You may have heard a commonly propagated straw man attack committed against efforts to address climate change. Critics will often charge that people concerned about climate change are really just socialists looking to take our freedom away. There’s a lot going on here and its worth pointing out the fallacies are gregarious. It is quite possible to commit more than one at a time. So, you might also notice an element of ad hominem in this example where reasons for taking climate seriously get ignored in favor of attacking the people trying to take climate seriously. This sheds some light on the old quip that lies travel half way around the world before the truth gets its shoes on. It takes lots more work to diagnose and filter out fallacies than it does to commit and propagate them. But aside from the ad hominem attack, this notion that people who want to see action on climate change are just big government lovers includes a straw man fallacy. It is easy and appealing to attack the socialist idea of government taking over the economy. It is not so easy to attack the idea that we have a serious problem in climate change and effective government action will be required to address it. Climate advocates are not arguing for socialism, a complete government take over of the economy. They are arguing for government and business to work together to move us rapidly towards a sustainable economy, one that is based on renewable energy instead of fossil fuels, sustainable agriculture instead of deforestation, etc. Who owns and operates the industries of the future is simply not what is at issue, though many climate activists will be quick to point out the entrepreneurial opportunities in shifting to a more sustainable economy. In light of the existential risk we face in climate change, the policy measures called for are much harder to argue against than the straw man of widely despised socialism.
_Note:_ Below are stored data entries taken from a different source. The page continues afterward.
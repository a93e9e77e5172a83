// SPDX-License-Identifier: BUSL-1.1
// Copyright (c) 2026 Alfred Jean LLC

//! `status` — whether the daemon is running, plus a queue summary.

use crate::delivery::process::is_process_alive;
use crate::paths::StateDir;
use crate::queue;

pub fn run(state_dir: StateDir) -> i32 {
    let running_pid = std::fs::read_to_string(state_dir.pid_file())
        .ok()
        .and_then(|s| s.trim().parse::<u32>().ok())
        .filter(|&pid| is_process_alive(pid));

    match running_pid {
        Some(pid) => println!("autoresume is running (pid {pid})"),
        None => println!("autoresume is not running"),
    }

    match queue::load(&state_dir.queue_file()) {
        Ok(q) => {
            let pending = q.queue.iter().filter(|e| !e.status.is_terminal()).count();
            println!("queue: {} pending, {} total, {} sessions", pending, q.queue.len(), q.sessions.len());
            if let Some(last_hook_run) = q.last_hook_run {
                println!("last hook run: {last_hook_run}");
            }
            for event in &q.queue {
                println!(
                    "  [{:?}] reset at {} ({}), source={:?}",
                    event.status, event.reset_time, event.timezone, event.source
                );
            }
        }
        Err(e) => {
            eprintln!("error: failed to load queue: {e:#}");
            return 1;
        }
    }

    0
}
  • Hasty generalization:  The human brain has evolved to recognize patterns and project from these to unobserved instances. We instinctively expect things to continue to happen in accordance with the patterns we have observed. When we generalize from genuinely reliable patterns, our inferences can be inductively strong. But assuring the strength of our inductive generalizations requires that we generalize from ample evidence that is actually reflective of larger patterns in the world. In everyday life, we are highly prone to short circuiting this process and drawing generalizations too quickly from too little evidence, or evidence that is biased or distorted in some manner. When we do so, we generalize hastily and commit this fallacy.

Our fears and anxieties are often complicit in our hasty generalizations. When we hear a rustling in the bushes that sounds like it could be a mountain lion, the price of not jumping to this conclusion and being wrong (failing to infer that there is a mountain lion when there is one) is much higher than the price of making the inference and misfiring (inferring that there is a mountain lion when there is none). Evolution favors hastily inductive inference, much more so than generalizing methodically and scientifically. Where our fears are rational, this is all well and good. But fear is often not rational, and worse, our fears are easily manipulated. Hasty generalization on the basis of irrational or manipulated fear is the foundation of some of the worst injustices people perpetrate. Racial prejudice is a prime example.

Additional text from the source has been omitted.